* What is being asked:
All of the data is to be restated word for word.

Segment Start: Dataset content

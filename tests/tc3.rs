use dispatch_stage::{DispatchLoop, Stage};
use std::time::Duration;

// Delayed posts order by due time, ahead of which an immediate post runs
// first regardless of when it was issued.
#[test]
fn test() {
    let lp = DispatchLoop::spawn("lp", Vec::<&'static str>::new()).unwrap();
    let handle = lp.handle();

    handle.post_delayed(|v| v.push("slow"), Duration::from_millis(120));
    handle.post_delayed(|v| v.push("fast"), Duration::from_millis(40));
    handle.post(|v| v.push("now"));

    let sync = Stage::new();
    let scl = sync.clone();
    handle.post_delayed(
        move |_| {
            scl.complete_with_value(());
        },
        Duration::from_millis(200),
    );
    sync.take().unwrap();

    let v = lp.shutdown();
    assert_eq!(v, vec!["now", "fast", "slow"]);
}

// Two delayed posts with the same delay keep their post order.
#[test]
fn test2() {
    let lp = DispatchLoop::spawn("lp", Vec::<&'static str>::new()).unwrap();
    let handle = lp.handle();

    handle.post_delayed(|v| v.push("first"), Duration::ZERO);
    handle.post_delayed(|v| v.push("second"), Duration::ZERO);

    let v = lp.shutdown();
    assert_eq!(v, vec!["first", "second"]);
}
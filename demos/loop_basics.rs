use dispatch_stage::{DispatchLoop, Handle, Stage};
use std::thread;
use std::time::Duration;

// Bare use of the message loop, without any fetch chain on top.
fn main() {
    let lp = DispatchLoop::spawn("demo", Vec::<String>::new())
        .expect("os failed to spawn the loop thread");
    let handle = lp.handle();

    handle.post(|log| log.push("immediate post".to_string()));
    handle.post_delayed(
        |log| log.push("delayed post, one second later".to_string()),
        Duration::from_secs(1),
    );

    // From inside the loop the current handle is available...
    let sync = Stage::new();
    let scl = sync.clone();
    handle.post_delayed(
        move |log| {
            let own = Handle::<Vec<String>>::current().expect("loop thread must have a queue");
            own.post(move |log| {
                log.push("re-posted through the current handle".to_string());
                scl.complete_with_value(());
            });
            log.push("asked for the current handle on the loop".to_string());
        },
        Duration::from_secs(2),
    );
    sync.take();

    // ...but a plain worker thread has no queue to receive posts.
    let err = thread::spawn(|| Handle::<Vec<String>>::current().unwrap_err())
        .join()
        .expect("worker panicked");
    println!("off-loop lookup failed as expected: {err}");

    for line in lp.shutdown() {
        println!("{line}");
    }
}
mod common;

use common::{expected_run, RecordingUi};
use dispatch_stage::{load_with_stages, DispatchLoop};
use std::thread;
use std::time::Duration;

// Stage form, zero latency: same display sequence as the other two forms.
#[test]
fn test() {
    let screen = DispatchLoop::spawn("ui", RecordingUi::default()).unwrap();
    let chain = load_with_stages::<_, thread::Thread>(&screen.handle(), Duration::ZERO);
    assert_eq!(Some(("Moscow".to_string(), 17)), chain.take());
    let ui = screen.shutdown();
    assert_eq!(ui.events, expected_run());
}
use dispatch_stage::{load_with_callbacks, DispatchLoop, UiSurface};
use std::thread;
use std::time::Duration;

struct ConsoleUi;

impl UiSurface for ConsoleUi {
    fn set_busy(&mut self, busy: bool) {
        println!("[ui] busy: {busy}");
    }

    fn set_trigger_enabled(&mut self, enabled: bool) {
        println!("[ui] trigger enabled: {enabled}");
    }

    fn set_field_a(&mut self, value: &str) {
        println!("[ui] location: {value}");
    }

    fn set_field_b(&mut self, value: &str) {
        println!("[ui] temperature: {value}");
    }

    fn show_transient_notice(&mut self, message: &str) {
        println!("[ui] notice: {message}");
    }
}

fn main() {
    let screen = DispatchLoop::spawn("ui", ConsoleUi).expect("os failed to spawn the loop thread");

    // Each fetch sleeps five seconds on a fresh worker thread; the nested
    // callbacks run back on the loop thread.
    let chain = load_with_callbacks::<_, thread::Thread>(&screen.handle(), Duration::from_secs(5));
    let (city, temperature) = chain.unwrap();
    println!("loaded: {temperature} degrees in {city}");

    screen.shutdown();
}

Segment End: Dataset content

* Response:
filename tests/tc3.rs
use dispatch_stage::{DispatchLoop, Stage};
use std::time::Duration;

// Delayed posts order by due time, ahead of which an immediate post runs
// first regardless of when it was issued.
#[test]
fn test() {
    let lp = DispatchLoop::spawn("lp", Vec::<&'static str>::new()).unwrap();
    let handle = lp.handle();

    handle.post_delayed(|v| v.push("slow"), Duration::from_millis(120));
    handle.post_delayed(|v| v.push("fast"), Duration::from_millis(40));
    handle.post(|v| v.push("now"));

    let sync = Stage::new();
    let scl = sync.clone();
    handle.post_delayed(
        move |_| {
            scl.complete_with_value(());
        },
        Duration::from_millis(200),
    );
    sync.take().unwrap();

    let v = lp.shutdown();
    assert_eq!(v, vec!["now", "fast", "slow"]);
}

// Two delayed posts with the same delay keep their post order.
#[test]
fn test2() {
    let lp = DispatchLoop::spawn("lp", Vec::<&'static str>::new()).unwrap();
    let handle = lp.handle();

    handle.post_delayed(|v| v.push("first"), Duration::ZERO);
    handle.post_delayed(|v| v.push("second"), Duration::ZERO);

    let v = lp.shutdown();
    assert_eq!(v, vec!["first", "second"]);
}
filename demos/loop_basics.rs
use dispatch_stage::{DispatchLoop, Handle, Stage};
use std::thread;
use std::time::Duration;

// Bare use of the message loop, without any fetch chain on top.
fn main() {
    let lp = DispatchLoop::spawn("demo", Vec::<String>::new())
        .expect("os failed to spawn the loop thread");
    let handle = lp.handle();

    handle.post(|log| log.push("immediate post".to_string()));
    handle.post_delayed(
        |log| log.push("delayed post, one second later".to_string()),
        Duration::from_secs(1),
    );

    // From inside the loop the current handle is available...
    let sync = Stage::new();
    let scl = sync.clone();
    handle.post_delayed(
        move |log| {
            let own = Handle::<Vec<String>>::current().expect("loop thread must have a queue");
            own.post(move |log| {
                log.push("re-posted through the current handle".to_string());
                scl.complete_with_value(());
            });
            log.push("asked for the current handle on the loop".to_string());
        },
        Duration::from_secs(2),
    );
    sync.take();

    // ...but a plain worker thread has no queue to receive posts.
    let err = thread::spawn(|| Handle::<Vec<String>>::current().unwrap_err())
        .join()
        .expect("worker panicked");
    println!("off-loop lookup failed as expected: {err}");

    for line in lp.shutdown() {
        println!("{line}");
    }
}
mod common;

use common::{expected_run, RecordingUi};
use dispatch_stage::{load_with_stages, DispatchLoop};
use std::thread;
use std::time::Duration;

// Stage form, zero latency: same display sequence as the other two forms.
#[test]
fn test() {
    let screen = DispatchLoop::spawn("ui", RecordingUi::default()).unwrap();
    let chain = load_with_stages::<_, thread::Thread>(&screen.handle(), Duration::ZERO);
    assert_eq!(Some(("Moscow".to_string(), 17)), chain.take());
    let ui = screen.shutdown();
    assert_eq!(ui.events, expected_run());
}
use dispatch_stage::{load_with_callbacks, DispatchLoop, UiSurface};
use std::thread;
use std::time::Duration;

struct ConsoleUi;

impl UiSurface for ConsoleUi {
    fn set_busy(&mut self, busy: bool) {
        println!("[ui] busy: {busy}");
    }

    fn set_trigger_enabled(&mut self, enabled: bool) {
        println!("[ui] trigger enabled: {enabled}");
    }

    fn set_field_a(&mut self, value: &str) {
        println!("[ui] location: {value}");
    }

    fn set_field_b(&mut self, value: &str) {
        println!("[ui] temperature: {value}");
    }

    fn show_transient_notice(&mut self, message: &str) {
        println!("[ui] notice: {message}");
    }
}

fn main() {
    let screen = DispatchLoop::spawn("ui", ConsoleUi).expect("os failed to spawn the loop thread");

    // Each fetch sleeps five seconds on a fresh worker thread; the nested
    // callbacks run back on the loop thread.
    let chain = load_with_callbacks::<_, thread::Thread>(&screen.handle(), Duration::from_secs(5));
    let (city, temperature) = chain.unwrap();
    println!("loaded: {temperature} degrees in {city}");

    screen.shutdown();
}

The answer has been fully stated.